The authors present a field study of estuarine turbulence in which profiles of Reynolds stresses were directly measured using an ADCP throughout a 25-h tidal day. The dataset that is discussed quantifies turbulent mixing for a water column in northern San Francisco Bay that experiences a sequence of states that includes a weak ebb and flood that are stratified, followed by a strong, and eventually unstratified, ebb and flood. These measurements show that energetic turbulence is confined to a bottom mixed layer by the overlying stratification. Examination of individual Reynolds stress profiles along with profiles of Richardson number and turbulent Froude number shows that the water column can be divided into regions based on the relative importance of buoyancy effects.

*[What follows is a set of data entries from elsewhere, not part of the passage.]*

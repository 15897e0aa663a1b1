//! A single-threaded cooperative scheduler.
//!
//! Tasks are boxed futures polled on the calling thread. The only transfer points between tasks
//! are their suspension points: a task that never returns `Pending` runs to completion before any
//! other task gets polled. Timers live in a min-heap and wake their task through a
//! [std::task::Wake] waker that pushes the task id onto the ready queue.

use std::cell::{Cell, RefCell};
use std::cmp::Reverse;
use std::collections::{BinaryHeap, HashMap, HashSet, VecDeque};
use std::future::Future;
use std::pin::Pin;
use std::rc::Rc;
use std::sync::Arc;
use std::task::{Context, Poll, Wake, Waker};
use std::time::{Duration, Instant};

use exec_harness_core::prelude::DelegatedShutdownListener;
use parking_lot::Mutex;

pub type TaskId = u64;

type LocalBoxFuture = Pin<Box<dyn Future<Output = ()>>>;

#[derive(Debug, Default)]
struct ReadyQueue {
    ids: Mutex<VecDeque<TaskId>>,
}

impl ReadyQueue {
    fn push(&self, id: TaskId) {
        self.ids.lock().push_back(id);
    }

    fn drain(&self) -> Vec<TaskId> {
        self.ids.lock().drain(..).collect()
    }
}

struct TaskWaker {
    id: TaskId,
    ready: Arc<ReadyQueue>,
}

impl Wake for TaskWaker {
    fn wake(self: Arc<Self>) {
        self.wake_by_ref();
    }

    fn wake_by_ref(self: &Arc<Self>) {
        self.ready.push(self.id);
    }
}

#[derive(Default)]
struct Timers {
    next_seq: u64,
    heap: BinaryHeap<Reverse<(Instant, u64)>>,
    wakers: HashMap<u64, Waker>,
    fired: HashSet<u64>,
}

impl Timers {
    fn register(&mut self, wake_at: Instant, waker: Waker) -> u64 {
        let seq = self.next_seq;
        self.next_seq += 1;
        self.heap.push(Reverse((wake_at, seq)));
        self.wakers.insert(seq, waker);
        seq
    }

    /// Wake every timer due at `now`. Entries whose [Sleep] was dropped are discarded.
    fn fire_due(&mut self, now: Instant) {
        while let Some(Reverse((wake_at, seq))) = self.heap.peek().copied() {
            if wake_at > now {
                break;
            }
            self.heap.pop();
            if let Some(waker) = self.wakers.remove(&seq) {
                self.fired.insert(seq);
                waker.wake();
            }
        }
    }

    fn next_due(&mut self) -> Option<Instant> {
        while let Some(Reverse((wake_at, seq))) = self.heap.peek().copied() {
            if self.wakers.contains_key(&seq) {
                return Some(wake_at);
            }
            self.heap.pop();
        }
        None
    }
}

#[derive(Default)]
struct Shared {
    timers: RefCell<Timers>,
    staged: RefCell<Vec<(TaskId, LocalBoxFuture)>>,
    cancelled: RefCell<Vec<TaskId>>,
    next_task: Cell<TaskId>,
}

/// Spawn, cancel and sleep from inside or outside the loop.
#[derive(Clone)]
pub struct LoopHandle {
    shared: Rc<Shared>,
}

impl LoopHandle {
    pub fn spawn<F>(&self, future: F) -> JoinHandle<F::Output>
    where
        F: Future + 'static,
        F::Output: 'static,
    {
        self.spawn_with(|_| future)
    }

    /// Spawn a future that needs to know its own task id.
    pub fn spawn_with<M, F>(&self, make: M) -> JoinHandle<F::Output>
    where
        M: FnOnce(TaskId) -> F,
        F: Future + 'static,
        F::Output: 'static,
    {
        let id = self.shared.next_task.get();
        self.shared.next_task.set(id + 1);

        let output = Rc::new(RefCell::new(None));
        let slot = output.clone();
        let future = make(id);
        let task: LocalBoxFuture = Box::pin(async move {
            let value = future.await;
            *slot.borrow_mut() = Some(value);
        });
        self.shared.staged.borrow_mut().push((id, task));

        JoinHandle {
            id,
            output,
            handle: self.clone(),
        }
    }

    /// Drop the task at its next turn. Cancelling a finished or unknown task does nothing.
    pub fn cancel(&self, id: TaskId) {
        self.shared.cancelled.borrow_mut().push(id);
    }

    /// A timer that completes once `duration` has passed.
    pub fn sleep(&self, duration: Duration) -> Sleep {
        Sleep {
            shared: self.shared.clone(),
            wake_at: Instant::now() + duration,
            timer: None,
            done: false,
        }
    }
}

/// The output slot of a spawned task.
pub struct JoinHandle<T> {
    id: TaskId,
    output: Rc<RefCell<Option<T>>>,
    handle: LoopHandle,
}

impl<T> JoinHandle<T> {
    pub fn id(&self) -> TaskId {
        self.id
    }

    #[cfg(test)]
    fn is_finished(&self) -> bool {
        self.output.borrow().is_some()
    }

    /// The task output, if the task ran to completion. Cancelled tasks never produce one.
    pub fn try_take(&self) -> Option<T> {
        self.output.borrow_mut().take()
    }

    pub fn cancel(&self) {
        self.handle.cancel(self.id);
    }
}

/// A suspension point on the loop's timer heap.
pub struct Sleep {
    shared: Rc<Shared>,
    wake_at: Instant,
    timer: Option<u64>,
    done: bool,
}

impl Future for Sleep {
    type Output = ();

    fn poll(self: Pin<&mut Self>, cx: &mut Context<'_>) -> Poll<()> {
        let this = self.get_mut();
        if this.done {
            return Poll::Ready(());
        }

        let mut timers = this.shared.timers.borrow_mut();
        match this.timer {
            Some(seq) if timers.fired.remove(&seq) => {
                this.done = true;
                Poll::Ready(())
            }
            Some(seq) => {
                timers.wakers.insert(seq, cx.waker().clone());
                Poll::Pending
            }
            None if Instant::now() >= this.wake_at => {
                this.done = true;
                Poll::Ready(())
            }
            None => {
                this.timer = Some(timers.register(this.wake_at, cx.waker().clone()));
                Poll::Pending
            }
        }
    }
}

impl Drop for Sleep {
    fn drop(&mut self) {
        if let Some(seq) = self.timer {
            let mut timers = self.shared.timers.borrow_mut();
            timers.wakers.remove(&seq);
            timers.fired.remove(&seq);
        }
    }
}

/// How a call to [EventLoop::run] ended.
#[derive(Debug, Default, PartialEq, Eq)]
pub struct LoopOutcome {
    /// Tasks dropped by [LoopHandle::cancel] or because the loop was stopped.
    pub cancelled: Vec<TaskId>,
    /// The stop signal fired while tasks were still pending.
    pub interrupted: bool,
    /// Tasks were pending but nothing could ever wake them.
    pub stalled: usize,
}

struct Task {
    future: LocalBoxFuture,
    waker: Waker,
}

pub struct EventLoop {
    shared: Rc<Shared>,
    ready: Arc<ReadyQueue>,
    tasks: HashMap<TaskId, Task>,
}

impl Default for EventLoop {
    fn default() -> Self {
        Self::new()
    }
}

impl EventLoop {
    pub fn new() -> Self {
        Self {
            shared: Rc::new(Shared::default()),
            ready: Arc::new(ReadyQueue::default()),
            tasks: HashMap::new(),
        }
    }

    pub fn handle(&self) -> LoopHandle {
        LoopHandle {
            shared: self.shared.clone(),
        }
    }

    pub fn spawn<F>(&self, future: F) -> JoinHandle<F::Output>
    where
        F: Future + 'static,
        F::Output: 'static,
    {
        self.handle().spawn(future)
    }

    /// Run a single future to completion, or until the stop signal fires.
    pub fn block_on<F>(
        &mut self,
        future: F,
        listener: &DelegatedShutdownListener,
    ) -> Option<F::Output>
    where
        F: Future + 'static,
        F::Output: 'static,
    {
        let handle = self.spawn(future);
        self.run(listener);
        handle.try_take()
    }

    /// Poll tasks until none are left. When the stop signal fires every remaining task is dropped.
    pub fn run(&mut self, listener: &DelegatedShutdownListener) -> LoopOutcome {
        let mut outcome = LoopOutcome::default();

        loop {
            self.admit_staged();
            self.apply_cancellations(&mut outcome);

            if self.tasks.is_empty() {
                break;
            }

            if listener.should_shutdown() {
                log::debug!("Stopping event loop with {} pending task(s)", self.tasks.len());
                outcome.interrupted = true;
                outcome.cancelled.extend(self.drop_all());
                break;
            }

            self.shared.timers.borrow_mut().fire_due(Instant::now());

            let ready = self.ready.drain();
            if ready.is_empty() {
                let next_due = self.shared.timers.borrow_mut().next_due();
                match next_due {
                    Some(wake_at) => {
                        listener.sleep(wake_at.saturating_duration_since(Instant::now()));
                    }
                    None => {
                        log::error!("Event loop stalled with {} pending task(s)", self.tasks.len());
                        outcome.stalled = self.tasks.len();
                        outcome.cancelled.extend(self.drop_all());
                        break;
                    }
                }
                continue;
            }

            for id in ready {
                let Some(task) = self.tasks.get_mut(&id) else {
                    continue;
                };
                let mut cx = Context::from_waker(&task.waker);
                if task.future.as_mut().poll(&mut cx).is_ready() {
                    log::trace!("Task #{id} finished");
                    self.tasks.remove(&id);
                }
            }
        }

        outcome
    }

    fn admit_staged(&mut self) {
        let staged = std::mem::take(&mut *self.shared.staged.borrow_mut());
        for (id, future) in staged {
            let waker = Waker::from(Arc::new(TaskWaker {
                id,
                ready: self.ready.clone(),
            }));
            self.tasks.insert(id, Task { future, waker });
            self.ready.push(id);
        }
    }

    fn apply_cancellations(&mut self, outcome: &mut LoopOutcome) {
        let cancelled = std::mem::take(&mut *self.shared.cancelled.borrow_mut());
        for id in cancelled {
            if self.tasks.remove(&id).is_some() {
                log::debug!("Cancelled task #{id}");
                outcome.cancelled.push(id);
            }
        }
    }

    fn drop_all(&mut self) -> Vec<TaskId> {
        let mut ids = self.tasks.keys().copied().collect::<Vec<_>>();
        ids.sort_unstable();
        self.tasks.clear();
        ids
    }
}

Using the measured turbulence production rate P, the dissipation rate ϵ is estimated. The observed turbulence had values of ϵ/νN 2 > 20 all of the time and ϵ/νN 2 > 200 most of the time, suggesting that the observed motions were buoyancy affected turbulence rather than internal waves. However, at times, turbulent Froude numbers in much of the upper-water column were less than one, indicating important stratification effects. Taken as a whole, the data show that stratification affects the turbulent velocity variance q 2 most severely; that is, observed reductions in uw are largely associated with small values of q 2 rather than with a dramatic reduction in the efficiency with which turbulent motions produce momentum fluxes.

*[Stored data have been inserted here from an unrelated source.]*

use tabled::settings::Style;
use tabled::{Table, Tabled};

use crate::model::{ComparisonReport, Decision, StrategyReport};

#[derive(Tabled)]
pub struct ComparisonRow {
    pub strategy: String,
    pub status: String,
    #[tabled(display = "float3")]
    pub wall_clock_s: f64,
    #[tabled(display = "option_float3")]
    pub expected_s: Option<f64>,
    #[tabled(display = "option_speedup")]
    pub speedup: Option<f64>,
    pub completed: usize,
    pub failed: usize,
    pub violations: usize,
}

fn float3(n: &f64) -> String {
    format!("{:.3}", n)
}

fn option_float3(n: &Option<f64>) -> String {
    n.map(|n| float3(&n)).unwrap_or_else(|| "-".to_string())
}

fn option_speedup(n: &Option<f64>) -> String {
    n.map(|n| format!("{:.2}x", n))
        .unwrap_or_else(|| "-".to_string())
}

impl From<&StrategyReport> for ComparisonRow {
    fn from(report: &StrategyReport) -> Self {
        Self {
            strategy: report.strategy.to_string(),
            status: format!("{:?}", report.status),
            wall_clock_s: report.wall_clock_elapsed.as_secs_f64(),
            expected_s: report.expected_elapsed.map(|d| d.as_secs_f64()),
            speedup: report.speedup_vs_baseline,
            completed: report.per_workload.len(),
            failed: report.failures.len(),
            violations: report.violations.len(),
        }
    }
}

/// Render the report as a table followed by violations, failures, caveats and the closing
/// decision.
pub fn render_report(report: &ComparisonReport) -> String {
    let rows = report
        .strategies
        .iter()
        .map(ComparisonRow::from)
        .collect::<Vec<_>>();
    let mut table = Table::new(&rows);
    table.with(Style::modern());

    let mut out = format!(
        "Comparison of {} strategies over {} workloads [{}] on {} cores\n{}\n",
        report.strategies.len(),
        report.profile,
        report.workloads.join(", "),
        report.available_cores,
        table
    );

    for strategy in &report.strategies {
        for violation in &strategy.violations {
            out.push_str(&format!("violation  {}: {violation}\n", strategy.strategy));
        }
        for failure in &strategy.failures {
            out.push_str(&format!(
                "failure    {}: {} ({:?}) {}\n",
                strategy.strategy, failure.workload_name, failure.kind, failure.error
            ));
        }
    }
    for caveat in &report.caveats {
        out.push_str(&format!("note       {caveat}\n"));
    }

    match &report.decision {
        Some(decision) => out.push_str(&render_decision(decision, report.tolerance)),
        None => out.push_str("decision   none, no sequential baseline to measure against\n"),
    }

    out
}

fn render_decision(decision: &Decision, tolerance: f64) -> String {
    let mut out = format!(
        "decision   {} work: use {} ({:.2}x)\n",
        decision.profile, decision.recommended, decision.speedup
    );
    for (strategy, speedup) in &decision.also_faster {
        out.push_str(&format!("           also faster: {strategy} ({speedup:.2}x)\n"));
    }
    if !decision.no_gain.is_empty() {
        out.push_str(&format!(
            "           no gain beyond {:.0}%: {}\n",
            tolerance * 100.0,
            decision
                .no_gain
                .iter()
                .map(|s| s.as_str())
                .collect::<Vec<_>>()
                .join(", ")
        ));
    }
    out
}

Finally, the dataset is compared to predictions made using the popular Mellor–Yamada level 2.5 closure. These comparisons show that the model tends to underestimate the turbulent kinetic energy in regions of strong stratification where the turbulence is strongly inhomogeneous and to overestimate the turbulent kinetic energy in weakly stratified regions. The length scale does not appear to compensate for these errors, and, as a result, similar errors are seen in the eddy viscosity predictions. It is hypothesized that the underestimation of q 2 is due to an inaccurate parameterization of turbulence self-transport from the near-bed region to the overlying stratification.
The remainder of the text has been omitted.